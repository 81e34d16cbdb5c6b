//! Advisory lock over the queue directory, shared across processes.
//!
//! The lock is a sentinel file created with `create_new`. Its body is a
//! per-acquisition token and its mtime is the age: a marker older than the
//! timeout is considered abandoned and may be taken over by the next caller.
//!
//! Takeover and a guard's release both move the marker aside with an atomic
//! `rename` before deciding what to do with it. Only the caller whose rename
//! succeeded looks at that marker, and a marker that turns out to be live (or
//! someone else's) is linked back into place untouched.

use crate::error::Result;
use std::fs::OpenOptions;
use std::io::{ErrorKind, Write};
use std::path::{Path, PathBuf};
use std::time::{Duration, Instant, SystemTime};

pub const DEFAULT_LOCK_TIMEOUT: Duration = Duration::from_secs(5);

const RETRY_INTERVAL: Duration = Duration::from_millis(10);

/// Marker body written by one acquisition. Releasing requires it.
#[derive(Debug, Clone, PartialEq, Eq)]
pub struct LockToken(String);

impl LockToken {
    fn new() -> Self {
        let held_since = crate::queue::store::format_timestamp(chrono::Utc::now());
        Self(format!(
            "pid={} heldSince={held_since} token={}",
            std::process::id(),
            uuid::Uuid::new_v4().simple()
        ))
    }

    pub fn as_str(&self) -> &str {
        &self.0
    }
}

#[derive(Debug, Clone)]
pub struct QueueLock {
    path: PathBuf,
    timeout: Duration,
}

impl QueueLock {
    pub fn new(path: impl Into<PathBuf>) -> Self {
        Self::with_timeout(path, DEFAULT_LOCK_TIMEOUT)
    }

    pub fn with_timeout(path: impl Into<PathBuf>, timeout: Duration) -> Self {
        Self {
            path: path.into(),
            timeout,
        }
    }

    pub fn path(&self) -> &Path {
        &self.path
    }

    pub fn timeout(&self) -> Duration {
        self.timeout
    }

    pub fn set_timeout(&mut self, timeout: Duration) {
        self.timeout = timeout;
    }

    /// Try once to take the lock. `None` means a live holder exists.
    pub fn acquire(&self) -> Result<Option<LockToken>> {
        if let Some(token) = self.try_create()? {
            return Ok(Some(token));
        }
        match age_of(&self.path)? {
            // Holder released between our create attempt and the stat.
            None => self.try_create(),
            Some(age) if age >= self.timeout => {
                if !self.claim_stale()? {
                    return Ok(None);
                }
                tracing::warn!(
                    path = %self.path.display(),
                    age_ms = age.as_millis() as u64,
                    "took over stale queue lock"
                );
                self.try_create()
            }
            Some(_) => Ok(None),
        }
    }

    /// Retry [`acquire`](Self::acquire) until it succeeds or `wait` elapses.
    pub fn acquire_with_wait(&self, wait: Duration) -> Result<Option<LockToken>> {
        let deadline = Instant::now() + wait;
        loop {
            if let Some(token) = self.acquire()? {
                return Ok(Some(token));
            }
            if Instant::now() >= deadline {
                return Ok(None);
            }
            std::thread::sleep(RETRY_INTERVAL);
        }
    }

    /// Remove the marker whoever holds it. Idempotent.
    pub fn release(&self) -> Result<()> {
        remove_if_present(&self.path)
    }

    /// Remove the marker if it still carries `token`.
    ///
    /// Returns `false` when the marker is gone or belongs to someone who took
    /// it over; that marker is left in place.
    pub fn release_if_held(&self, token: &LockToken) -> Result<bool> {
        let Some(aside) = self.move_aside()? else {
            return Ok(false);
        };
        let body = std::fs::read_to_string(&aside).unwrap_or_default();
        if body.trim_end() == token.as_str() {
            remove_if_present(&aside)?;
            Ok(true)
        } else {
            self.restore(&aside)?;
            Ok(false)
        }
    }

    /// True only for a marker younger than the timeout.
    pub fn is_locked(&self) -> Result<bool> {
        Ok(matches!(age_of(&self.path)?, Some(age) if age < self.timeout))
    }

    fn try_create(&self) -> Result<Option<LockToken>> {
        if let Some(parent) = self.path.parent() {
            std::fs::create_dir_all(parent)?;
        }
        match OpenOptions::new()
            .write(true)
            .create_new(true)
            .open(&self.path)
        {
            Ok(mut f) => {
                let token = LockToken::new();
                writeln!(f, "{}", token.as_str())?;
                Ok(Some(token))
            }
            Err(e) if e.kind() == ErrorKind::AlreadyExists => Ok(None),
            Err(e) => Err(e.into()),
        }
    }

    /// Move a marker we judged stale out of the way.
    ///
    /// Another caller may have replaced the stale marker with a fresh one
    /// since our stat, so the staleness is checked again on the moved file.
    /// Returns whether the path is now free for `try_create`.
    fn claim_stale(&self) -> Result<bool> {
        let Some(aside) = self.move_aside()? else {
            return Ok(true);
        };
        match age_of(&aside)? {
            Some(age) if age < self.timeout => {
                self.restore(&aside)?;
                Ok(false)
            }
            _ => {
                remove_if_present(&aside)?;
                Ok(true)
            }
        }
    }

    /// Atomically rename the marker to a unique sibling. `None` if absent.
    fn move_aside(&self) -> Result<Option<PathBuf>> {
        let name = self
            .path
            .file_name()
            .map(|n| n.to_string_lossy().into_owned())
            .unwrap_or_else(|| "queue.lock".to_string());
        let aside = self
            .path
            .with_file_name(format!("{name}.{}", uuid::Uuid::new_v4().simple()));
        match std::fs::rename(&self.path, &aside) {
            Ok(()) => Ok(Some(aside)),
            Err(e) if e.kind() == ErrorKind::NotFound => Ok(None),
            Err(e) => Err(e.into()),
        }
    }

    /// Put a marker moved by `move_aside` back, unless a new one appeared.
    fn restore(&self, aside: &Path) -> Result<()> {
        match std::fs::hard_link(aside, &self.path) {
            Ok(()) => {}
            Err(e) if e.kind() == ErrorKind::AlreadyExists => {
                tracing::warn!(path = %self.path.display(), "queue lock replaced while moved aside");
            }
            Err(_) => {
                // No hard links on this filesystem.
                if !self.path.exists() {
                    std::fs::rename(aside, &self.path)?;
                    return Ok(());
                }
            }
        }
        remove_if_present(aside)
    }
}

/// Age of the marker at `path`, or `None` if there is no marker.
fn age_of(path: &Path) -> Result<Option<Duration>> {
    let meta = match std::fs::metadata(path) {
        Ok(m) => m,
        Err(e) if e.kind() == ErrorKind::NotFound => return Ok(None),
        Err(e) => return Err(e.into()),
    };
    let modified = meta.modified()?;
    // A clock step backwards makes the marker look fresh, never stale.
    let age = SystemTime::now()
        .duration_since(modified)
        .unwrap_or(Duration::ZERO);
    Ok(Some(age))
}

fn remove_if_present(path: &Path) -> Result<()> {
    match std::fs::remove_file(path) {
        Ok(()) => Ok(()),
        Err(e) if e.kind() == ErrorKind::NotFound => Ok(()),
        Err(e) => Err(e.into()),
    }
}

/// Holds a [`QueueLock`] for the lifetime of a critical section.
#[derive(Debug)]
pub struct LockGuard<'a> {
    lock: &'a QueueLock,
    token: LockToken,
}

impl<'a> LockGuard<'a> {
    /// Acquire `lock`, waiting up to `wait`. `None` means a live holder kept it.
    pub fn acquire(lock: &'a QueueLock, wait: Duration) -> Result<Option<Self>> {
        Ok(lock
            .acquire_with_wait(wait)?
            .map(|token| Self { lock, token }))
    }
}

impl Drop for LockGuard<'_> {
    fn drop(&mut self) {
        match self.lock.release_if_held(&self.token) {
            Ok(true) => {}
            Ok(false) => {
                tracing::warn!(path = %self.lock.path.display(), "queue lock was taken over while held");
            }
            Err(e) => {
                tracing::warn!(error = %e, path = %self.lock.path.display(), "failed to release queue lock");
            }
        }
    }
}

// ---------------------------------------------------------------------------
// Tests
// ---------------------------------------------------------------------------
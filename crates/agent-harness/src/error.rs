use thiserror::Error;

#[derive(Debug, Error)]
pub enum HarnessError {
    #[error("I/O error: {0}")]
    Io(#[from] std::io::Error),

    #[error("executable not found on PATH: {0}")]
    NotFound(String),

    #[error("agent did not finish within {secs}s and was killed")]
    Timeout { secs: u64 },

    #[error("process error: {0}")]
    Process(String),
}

━━━━━━━━━━━━━━━━━━━━━━━━━━━━━━

§ PROBLEM REQUIREMENTS
Copy all lines from the entries that contain the word "AlreadyExists".

§ WRITTEN ANSWER
            Err(e) if e.kind() == ErrorKind::AlreadyExists => Ok(None),
            Err(e) if e.kind() == ErrorKind::AlreadyExists => {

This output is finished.